For me this was the one song that could elicit an actual, physical reaction (and still does, a dozen spins down) and that would be in no small part because Loiri has always been a larger than life figure for me and generally speaking the biggest artist in Finland (and also physically for a very long time), who canonized himself as the only person capable of (and allowed to) interpreting Leino’s poetry in musical form. This will likely be his last performance, and I almost feel the pain it must’ve conjured to record it. The numerous takes and studio magic that it must’ve taken to make him sound so powerful still. As the dot on the i, as we say, come the saxophone solos that take the song right back to the days of Kingston Wall, a band that largely inspired Tales from the Thousand Lakes’ new direction.

The rest of the songs and vocalists don’t really leave a mark of any kind, though that’s not the fault of Anneke van Giersbergen, Tomi Joutsen or Björn Strid, nor the safeness of their choices. The songwriting throughout Silver Lake is so utterly forgettable that it’s a goddamn miracle anyone managed to breath life into any one of them. It’s almost like Holopainen dug out a few old ideas just to experiment on ideas where to take Amorphis next, and didn’t want to write an entirely new set of songs (although that’s probably exactly what he did).


Cryptic HatredFree from the Grave
The Other Records – July 22nd

Cryptic Hatred released their debut demo last year, to a fair fanfare. They even made national broadcasting, in a series mapping underground (metal) culture. Though some of the attention was directed at the 17-year old members’ young age, the music was met with equal delight and no less appraisal than the youngest generation’s takeover of the genre.

Many drew comparisons to Cannibal Corpse‘s older material, and I for one, would not dispute the claim. Cryptic Hatred’s death metal is fairly simple, that much is true, but with the fortunate lack of hardcore influences, an (un?)healthier worship-to-regurgitation ratio, and a clear lodestar, they avoid some of the pitfalls of the latest caveman death metal wave. Which is not to say they don’t find some of their own, or would be without common ground.

The association to older Corpse is clear, each riff carrying that distinct stench associated with the progressing rottenness of Barnes’ vocal chords. But none of them stand out on their own. One is practically impossible to distinguish from another, and none leave an impression besides the waft from beyond. Eemil Lajoma’s vocals are just the perfect kind of muddy and gross, but there’ a lack of power to drive them, meaning the monotony of them becomes another element of stagnation.

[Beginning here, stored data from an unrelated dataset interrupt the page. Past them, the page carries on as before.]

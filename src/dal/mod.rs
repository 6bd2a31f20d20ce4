pub mod lead_db;
impl<D: BrowserDriver> Pipeline<D> {
    pub fn new(
        pool: Arc<SessionPool<D>>,
        extractor: ListingExtractor,
        store: Arc<dyn LeadStore>,
        enricher: Enricher,
        classifier: Classifier,
        options: PipelineOptions,
    ) -> Self {
        Pipeline {
            pool,
            extractor: Arc::new(extractor),
            store,
            enricher: Arc::new(enricher),
            classifier,
            options,
        }
    }

    pub fn store(&self) -> &Arc<dyn LeadStore> {
        &self.store
    }

    pub fn pool(&self) -> &Arc<SessionPool<D>> {
        &self.pool
    }

    /// Runs one extraction from planning to the final summary.
    ///
    /// Per-item failures end up as summary counters. A browser pool that cannot
    /// launch or a store that cannot be reached aborts the run with a `Fatal`
    /// event and an error. A cancelled run still returns its report.
    pub async fn run(
        &self,
        request: RunRequest,
        events: mpsc::UnboundedSender<RunEvent>,
        cancel: CancellationToken,
    ) -> Result<RunReport, PipelineError> {
        let mut run = RunState::new(events);
        run.summary.started_at = Some(Utc::now());

        run.enter(RunStage::Planning, 1);
        let tasks: Vec<SearchTask> = plan(
            &request.query,
            &request.location,
            request.scan_budget(),
            self.options.max_results_per_search,
        )
        .collect();
        log::info!(
            "Planned {} searches scanning up to {} listings for {} '{}' leads in '{}'",
            tasks.len(),
            request.scan_budget(),
            request.target,
            request.query,
            request.location
        );
        run.item_done(None);
        if cancel.is_cancelled() {
            return Ok(run.cancelled());
        }

        let listings = self.scrape(tasks, &mut run, &cancel).await?;
        if cancel.is_cancelled() {
            return Ok(run.cancelled());
        }

        let candidates = self.enrich(listings, &mut run, &cancel).await?;
        if cancel.is_cancelled() {
            return Ok(run.cancelled());
        }

        let leads = self.classify(candidates, &mut run);
        let leads = self.select(leads, request.target);
        if cancel.is_cancelled() {
            return Ok(run.cancelled());
        }

        self.persist(leads, &mut run, &cancel).await?;
        if cancel.is_cancelled() {
            return Ok(run.cancelled());
        }

        Ok(run.done())
    }

    async fn scrape(
        &self,
        tasks: Vec<SearchTask>,
        run: &mut RunState,
        cancel: &CancellationToken,
    ) -> Result<Vec<RawListing>, PipelineError> {
        run.enter(RunStage::Scraping, tasks.iter().map(|t| t.target).sum());

        // Cancelled on user request or when one worker hits a fatal error.
        let workers_cancel = cancel.child_token();
        let (updates_sender, mut updates) = mpsc::unbounded_channel::<ScrapeUpdate>();
        let mut workers = JoinSet::new();

        for task in tasks {
            if workers_cancel.is_cancelled() {
                break;
            }
            let worker = TaskWorker {
                pool: self.pool.clone(),
                extractor: self.extractor.clone(),
                max_task_retries: self.options.max_task_retries,
                retry_backoff: self.options.retry_backoff,
                grace: self.options.cancel_grace_period,
                updates: updates_sender.clone(),
                cancel: workers_cancel.clone(),
            };
            workers.spawn(worker.run(task));
        }
        drop(updates_sender);

        let mut unique = vec![];
        let mut fingerprints = HashSet::new();
        let mut fatal = None;

        while let Some(update) = updates.recv().await {
            match update {
                ScrapeUpdate::Listing(listing) => {
                    run.summary.listings_scraped += 1;
                    let name = listing.name.clone();
                    match fingerprints.insert(listing.fingerprint()) {
                        true => unique.push(listing),
                        false => log::debug!("{} already scraped in this run", name),
                    }
                    run.item_done(Some(name));
                }
                ScrapeUpdate::ParseFailure(message) => {
                    run.summary.parse_failures += 1;
                    run.progress(Some(message));
                }
                ScrapeUpdate::Finished { task, outcome } => match outcome {
                    TaskOutcome::Completed { listings } => {
                        log::info!("'{}' finished with {} listings", task, listings);
                    }
                    TaskOutcome::Failed { attempts, reason } => {
                        log::warn!("'{}' failed after {} attempts: {}", task, attempts, reason);
                        run.summary.failed_tasks += 1;
                        run.emit(RunEvent::TaskFailed {
                            task,
                            attempts,
                            reason,
                        });
                    }
                    TaskOutcome::Fatal(e) => {
                        fatal.get_or_insert(e);
                    }
                    TaskOutcome::Cancelled => log::info!("'{}' cancelled", task),
                },
            }
        }

        while let Some(joined) = workers.join_next().await {
            if let Err(e) = joined {
                log::error!("Scrape worker panicked: {}", e);
                run.summary.failed_tasks += 1;
            }
        }
        self.pool.shutdown().await;

        if let Some(e) = fatal {
            return Err(run.fatal(PipelineError::PoolExhausted(e)));
        }

        log::info!(
            "Scraped {} listings, {} unique",
            run.summary.listings_scraped,
            unique.len()
        );
        Ok(unique)
    }

    async fn enrich(
        &self,
        listings: Vec<RawListing>,
        run: &mut RunState,
        cancel: &CancellationToken,
    ) -> Result<Vec<Candidate>, PipelineError> {
        run.enter(RunStage::Enriching, listings.len());

        let mut pending = vec![];
        for listing in listings {
            if cancel.is_cancelled() {
                break;
            }
            let known = match self.options.dedup_enabled {
                false => false,
                true => match self.store.lookup(&listing.fingerprint()).await {
                    Ok(found) => found.is_some(),
                    Err(e) if e.is_fatal() => {
                        return Err(run.fatal(PipelineError::StoreUnavailable(e)));
                    }
                    Err(e) => {
                        log::warn!("Lookup failed, treating {} as new: {}", listing.name, e);
                        false
                    }
                },
            };
            if known && self.options.skip_known {
                run.summary.known_skipped += 1;
            }
            pending.push((listing, known));
        }

        // Known leads skip the website visit but are still merged, so their
        // place details and last_seen stay current.
        let enricher = &self.enricher;
        let enabled = self.options.enrichment_enabled;
        let skip_known = self.options.skip_known;
        let mut enriched = stream::iter(pending)
            .map(|(listing, known)| async move {
                let wanted = enabled && !(known && skip_known) && !cancel.is_cancelled();
                let enrichment = match (&listing.website, wanted) {
                    (Some(website), true) => enricher.enrich(website, cancel).await,
                    _ => Enrichment::skipped(),
                };
                Candidate {
                    listing,
                    enrichment,
                    known,
                }
            })
            .buffer_unordered(self.options.max_concurrent_enrichments);

        let mut candidates = vec![];
        while let Some(candidate) = enriched.next().await {
            if candidate.enrichment.is_failed() {
                run.summary.failed_enrichments += 1;
            }
            run.item_done(Some(candidate.listing.name.clone()));
            candidates.push(candidate);
        }

        Ok(candidates)
    }

    /// Pairs every lead with whether it was already stored.
    fn classify(&self, candidates: Vec<Candidate>, run: &mut RunState) -> Vec<(Lead, bool)> {
        run.enter(RunStage::Classifying, candidates.len());
        let now = Utc::now();

        candidates
            .into_iter()
            .map(|Candidate { listing, enrichment, known }| {
                let category = self.classifier.classify(
                    listing.category_hint.as_deref(),
                    &listing.name,
                    listing.introduction.as_deref(),
                );
                let mut lead = Lead::from_listing(listing, category, now);
                lead.emails = enrichment.emails;
                lead.social_links = enrichment.social_links;

                if !lead.emails.is_empty() {
                    run.summary.emails_found += 1;
                }
                if lead.has_social_links() {
                    run.summary.social_found += 1;
                }
                run.item_done(Some(lead.name.clone()));
                (lead, known)
            })
            .collect()
    }

    /// Keeps every known lead and at most `target` new ones. New leads without
    /// an email are dropped when `include_without_email` is off.
    fn select(&self, leads: Vec<(Lead, bool)>, target: usize) -> Vec<Lead> {
        let mut selected = vec![];
        let mut new = 0;
        let mut without_email = 0;
        let mut over_target = 0;

        for (lead, known) in leads {
            if known {
                selected.push(lead);
            } else if !self.options.include_without_email && lead.emails.is_empty() {
                without_email += 1;
            } else if new >= target {
                over_target += 1;
            } else {
                new += 1;
                selected.push(lead);
            }
        }

        if without_email + over_target > 0 {
            log::info!(
                "Not saving {} leads without an email and {} beyond the target of {}",
                without_email,
                over_target,
                target
            );
        }
        selected
    }

    async fn persist(
        &self,
        leads: Vec<Lead>,
        run: &mut RunState,
        cancel: &CancellationToken,
    ) -> Result<(), PipelineError> {
        run.enter(RunStage::Persisting, leads.len());

        if !self.options.dedup_enabled {
            for lead in leads {
                if cancel.is_cancelled() {
                    break;
                }
                run.item_done(Some(lead.name.clone()));
                run.new_leads.push(lead);
            }
            return Ok(());
        }

        let store = &self.store;
        let mut writes = stream::iter(leads)
            .map(|lead| async move {
                if cancel.is_cancelled() {
                    return None;
                }
                let name = lead.name.clone();
                Some((name, store.upsert(lead).await))
            })
            .buffer_unordered(self.options.persist_concurrency);

        while let Some(write) = writes.next().await {
            let Some((name, result)) = write else {
                continue;
            };
            match result {
                Ok(outcome) => {
                    match outcome.is_new() {
                        true => run.new_leads.push(outcome.into_lead()),
                        false => run.updated_leads.push(outcome.into_lead()),
                    }
                    run.item_done(Some(name));
                }
                Err(e) if e.is_fatal() => {
                    return Err(run.fatal(PipelineError::StoreUnavailable(e)));
                }
                Err(e) => {
                    log::warn!("Could not store {}: {}", name, e);
                    run.summary.persistence_failures += 1;
                    run.progress(Some(name));
                }
            }
        }

        Ok(())
    }
}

The sinister use of melody helps separate Cryptic Hatred from their musically closest peers though, and I hope that both it and the few charmingly awkward time transitions survive to their full-length in the works. They are young, and the band is not all chaff, so something great may yet be made out of them (by them) but this is not it. This is a fairly boring, nondescript half-an-hour of indistinguishable ideas, and now you can get it remixed and re-released, with an updated cover art, from Helsinki’s best damn death metal record label & shop in the heart of Helsinki, The Other Records.